Commenting on the honor, Chief Steve Heaton after the meeting said, “I was very surprised and humbled by the the award. Our folks do great work and they try to provide the best service to our citizens and visitors. It’s very humbling when others recognize our achievements.”
Another set of honors presented by Ballard April 29 were special awards. Those included the Overcoming Adversity Award presented to Spalding County deputy and former Lamar County Sheriff Joe Bice, the Service to Youth Award presented to Fayetteville Det. Bob Stavenger, the White Collar Investigations Award presented to Fayetteville Det. Mike Whitlow and the Compassion to Victims Award presented to Peachtree City Det. Gary Meier.
Yet another award went to Peeples Elementary School student Ashley Broderick for her entry in the Law Enforcement Essay Contest. Ashley’s essay, “From Dare to Danger,” was selected from a field of more than a dozen entries from 5th graders from across the circuit.

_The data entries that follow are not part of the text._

//! Storage contracts.
//!
//! Every store is a `Send + Sync` trait object shared across request
//! handlers. Methods return boxed futures rather than using `async fn` so the
//! traits stay dyn-compatible (`Arc<dyn SlotStore>`).
//!
//! The contended rows are slots, coupons and entitlements. For those the
//! mutating methods are linearizable check-and-update operations per row:
//! two concurrent calls can never both observe the same "last" seat or use.

use crate::booking::{Booking, BookingNotification, BookingStatus, Package, SeatHold};
use crate::coupon::{Coupon, normalize_code};
use crate::discount::{Campaign, Discount};
use crate::entitlement::{Entitlement, SupportTier};
use crate::error::{
    BookingStoreError, CouponError, EntitlementError, NotifyError, SlotError, StoreError,
};
use crate::slot::TimeSlot;
use crate::types::{BookingId, CouponId, EntitlementId, OperatorId, PackageId, SlotId, UserId};
use chrono::{DateTime, NaiveDate, Utc};
use std::future::Future;
use std::pin::Pin;

/// Boxed, sendable future returned by every store method.
pub type BoxFuture<'a, T> = Pin<Box<dyn Future<Output = T> + Send + 'a>>;

/// Persisted time slots with capacity counters.
pub trait SlotStore: Send + Sync {
    /// Loads a slot.
    ///
    /// # Errors
    ///
    /// [`SlotError::NotFound`] or a backend failure.
    fn get(&self, slot_id: SlotId) -> BoxFuture<'_, Result<TimeSlot, SlotError>>;

    /// Persists a newly scheduled slot.
    ///
    /// # Errors
    ///
    /// A backend failure, or [`StoreError::Conflict`] if the id exists.
    fn insert(&self, slot: TimeSlot) -> BoxFuture<'_, Result<(), SlotError>>;

    /// Atomically occupies `passengers` seats.
    ///
    /// The capacity check, the closed check and the increment happen as one
    /// indivisible step per slot. Returns the slot after the change.
    ///
    /// # Errors
    ///
    /// [`SlotError::Full`], [`SlotError::Closed`], [`SlotError::NotFound`]
    /// or a backend failure. No seats are held on error.
    fn reserve(&self, slot_id: SlotId, passengers: u32)
    -> BoxFuture<'_, Result<TimeSlot, SlotError>>;

    /// Atomically frees `passengers` seats. Returns the slot after the change.
    ///
    /// # Errors
    ///
    /// [`SlotError::NotFound`], [`SlotError::ReleaseExceedsOccupancy`] or a
    /// backend failure.
    fn release(&self, slot_id: SlotId, passengers: u32)
    -> BoxFuture<'_, Result<TimeSlot, SlotError>>;

    /// Sets or lifts the operator's closed override.
    ///
    /// # Errors
    ///
    /// [`SlotError::NotFound`] or a backend failure.
    fn set_closed(&self, slot_id: SlotId, closed: bool)
    -> BoxFuture<'_, Result<TimeSlot, SlotError>>;

    /// Deletes a slot, atomically refusing while any seat is held.
    ///
    /// # Errors
    ///
    /// [`SlotError::InUse`], [`SlotError::NotFound`] or a backend failure.
    fn delete(&self, slot_id: SlotId) -> BoxFuture<'_, Result<(), SlotError>>;

    /// Every slot an operator flies on `date`, ordered by start time.
    ///
    /// # Errors
    ///
    /// A backend failure.
    fn slots_on(
        &self,
        operator_id: OperatorId,
        date: NaiveDate,
    ) -> BoxFuture<'_, Result<Vec<TimeSlot>, SlotError>>;
}

/// Persisted coupons and their usage counters.
pub trait CouponLedger: Send + Sync {
    /// Looks a coupon up by its already normalized code.
    ///
    /// # Errors
    ///
    /// [`CouponError::NotFound`] or a backend failure.
    fn find_by_code(
        &self,
        operator_id: OperatorId,
        normalized_code: String,
    ) -> BoxFuture<'_, Result<Coupon, CouponError>>;

    /// Atomically records one redemption, re-checking the usage limit at
    /// write time. Returns the coupon after the change.
    ///
    /// # Errors
    ///
    /// [`CouponError::LimitReached`], [`CouponError::NotFound`] or a backend
    /// failure.
    fn consume(&self, coupon_id: CouponId) -> BoxFuture<'_, Result<Coupon, CouponError>>;

    /// Takes back one redemption recorded by [`CouponLedger::consume`].
    ///
    /// Only used to compensate a booking attempt that failed after the coupon
    /// was consumed; cancellations do not call it.
    ///
    /// # Errors
    ///
    /// [`CouponError::NotFound`] or a backend failure.
    fn unconsume(&self, coupon_id: CouponId) -> BoxFuture<'_, Result<(), CouponError>>;

    /// Validates a user-supplied code without mutating anything.
    ///
    /// # Errors
    ///
    /// The first rule the coupon fails, [`CouponError::NotFound`] or a
    /// backend failure.
    fn validate(
        &self,
        operator_id: OperatorId,
        code: &str,
        package_id: PackageId,
        now: DateTime<Utc>,
    ) -> BoxFuture<'_, Result<Coupon, CouponError>> {
        let normalized = normalize_code(code);
        Box::pin(async move {
            let coupon = self.find_by_code(operator_id, normalized).await?;
            coupon.check(package_id, now)?;
            Ok(coupon)
        })
    }
}

/// Persisted support tiers and per-user entitlements.
pub trait EntitlementStore: Send + Sync {
    /// Every support tier an operator defines.
    ///
    /// # Errors
    ///
    /// A backend failure.
    fn tiers_for_operator(
        &self,
        operator_id: OperatorId,
    ) -> BoxFuture<'_, Result<Vec<SupportTier>, EntitlementError>>;

    /// Records a granted entitlement.
    ///
    /// # Errors
    ///
    /// A backend failure.
    fn insert(&self, entitlement: Entitlement) -> BoxFuture<'_, Result<(), EntitlementError>>;

    /// The user's most recently granted unconsumed entitlement from one of
    /// `operator_id`'s tiers. Tier ranks only compare within an operator.
    ///
    /// # Errors
    ///
    /// A backend failure.
    fn current_for_user(
        &self,
        user_id: UserId,
        operator_id: OperatorId,
    ) -> BoxFuture<'_, Result<Option<Entitlement>, EntitlementError>>;

    /// Atomically marks an entitlement spent by `booking_id`, refusing if it
    /// was already spent. There is no reverse operation.
    ///
    /// # Errors
    ///
    /// [`EntitlementError::AlreadyConsumed`], [`EntitlementError::NotFound`]
    /// or a backend failure.
    fn consume(
        &self,
        entitlement_id: EntitlementId,
        booking_id: BookingId,
    ) -> BoxFuture<'_, Result<Entitlement, EntitlementError>>;
}

/// Standing discounts and campaigns per package. Read-only.
pub trait DiscountCatalog: Send + Sync {
    /// Every standing discount defined for a package, active or not.
    ///
    /// # Errors
    ///
    /// A backend failure.
    fn discounts_for_package(
        &self,
        package_id: PackageId,
    ) -> BoxFuture<'_, Result<Vec<Discount>, StoreError>>;

    /// Every campaign defined for a package, active or not.
    ///
    /// # Errors
    ///
    /// A backend failure.
    fn campaigns_for_package(
        &self,
        package_id: PackageId,
    ) -> BoxFuture<'_, Result<Vec<Campaign>, StoreError>>;

    /// Active standing discounts whose condition matches the slot date.
    ///
    /// # Errors
    ///
    /// A backend failure.
    fn applicable_discounts(
        &self,
        package_id: PackageId,
        slot_date: NaiveDate,
    ) -> BoxFuture<'_, Result<Vec<Discount>, StoreError>> {
        Box::pin(async move {
            let mut discounts = self.discounts_for_package(package_id).await?;
            discounts.retain(|d| d.applies_on(slot_date));
            Ok(discounts)
        })
    }

    /// Active campaigns whose window contains the purchase instant.
    ///
    /// # Errors
    ///
    /// A backend failure.
    fn applicable_campaigns(
        &self,
        package_id: PackageId,
        now: DateTime<Utc>,
    ) -> BoxFuture<'_, Result<Vec<Campaign>, StoreError>> {
        Box::pin(async move {
            let mut campaigns = self.campaigns_for_package(package_id).await?;
            campaigns.retain(|c| c.is_running(now));
            Ok(campaigns)
        })
    }
}

/// Read access to packages.
pub trait PackageStore: Send + Sync {
    /// Loads a package, `None` when absent.
    ///
    /// # Errors
    ///
    /// A backend failure.
    fn get(&self, package_id: PackageId) -> BoxFuture<'_, Result<Option<Package>, StoreError>>;
}

/// Persisted bookings.
pub trait BookingStore: Send + Sync {
    /// Persists a new booking.
    ///
    /// # Errors
    ///
    /// A backend failure.
    fn insert(&self, booking: Booking) -> BoxFuture<'_, Result<(), BookingStoreError>>;

    /// Loads a booking.
    ///
    /// # Errors
    ///
    /// [`BookingStoreError::NotFound`] or a backend failure.
    fn get(&self, booking_id: BookingId) -> BoxFuture<'_, Result<Booking, BookingStoreError>>;

    /// Removes a booking written by a failed attempt.
    ///
    /// # Errors
    ///
    /// [`BookingStoreError::NotFound`] or a backend failure.
    fn remove(&self, booking_id: BookingId) -> BoxFuture<'_, Result<(), BookingStoreError>>;

    /// Atomically moves a booking to `to` if its current status is one of
    /// [`BookingStatus::allowed_sources`]. Returns the booking after the change.
    ///
    /// Moving to [`BookingStatus::Cancelled`] also sets the seat hold to
    /// [`SeatHold::Releasing`] in the same write.
    ///
    /// # Errors
    ///
    /// [`BookingStoreError::InvalidTransition`], [`BookingStoreError::NotFound`]
    /// or a backend failure.
    fn transition(
        &self,
        booking_id: BookingId,
        to: BookingStatus,
        at: DateTime<Utc>,
    ) -> BoxFuture<'_, Result<Booking, BookingStoreError>>;

    /// Atomically sets the seat hold to `next` if it is currently `expected`.
    /// Returns `None` when the booking holds another value.
    ///
    /// # Errors
    ///
    /// [`BookingStoreError::NotFound`] or a backend failure.
    fn swap_seat_hold(
        &self,
        booking_id: BookingId,
        expected: SeatHold,
        next: SeatHold,
    ) -> BoxFuture<'_, Result<Option<Booking>, BookingStoreError>>;
}

/// The identity provider's view of a user.
pub trait IdentityProvider: Send + Sync {
    /// Whether the user exists and is in active status.
    ///
    /// # Errors
    ///
    /// A backend failure.
    fn is_active(&self, user_id: UserId) -> BoxFuture<'_, Result<bool, StoreError>>;
}

/// Asynchronous delivery of booking lifecycle events.
pub trait Notifier: Send + Sync {
    /// Delivers one event.
    ///
    /// # Errors
    ///
    /// Delivery failure; callers log it and move on.
    fn notify(&self, notification: BookingNotification) -> BoxFuture<'_, Result<(), NotifyError>>;
}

“... officers go into hazardous situations. They might go into a house and not know what is behind the next door,” an excerpt from the essay read. “I know this because I had a neighbor who was a law enforcement officer. He went off to work one day like any other day; but unfortunately he got shot and did not get to even say goodbye to his family. Officer Cross died because he wanted us to be safe.”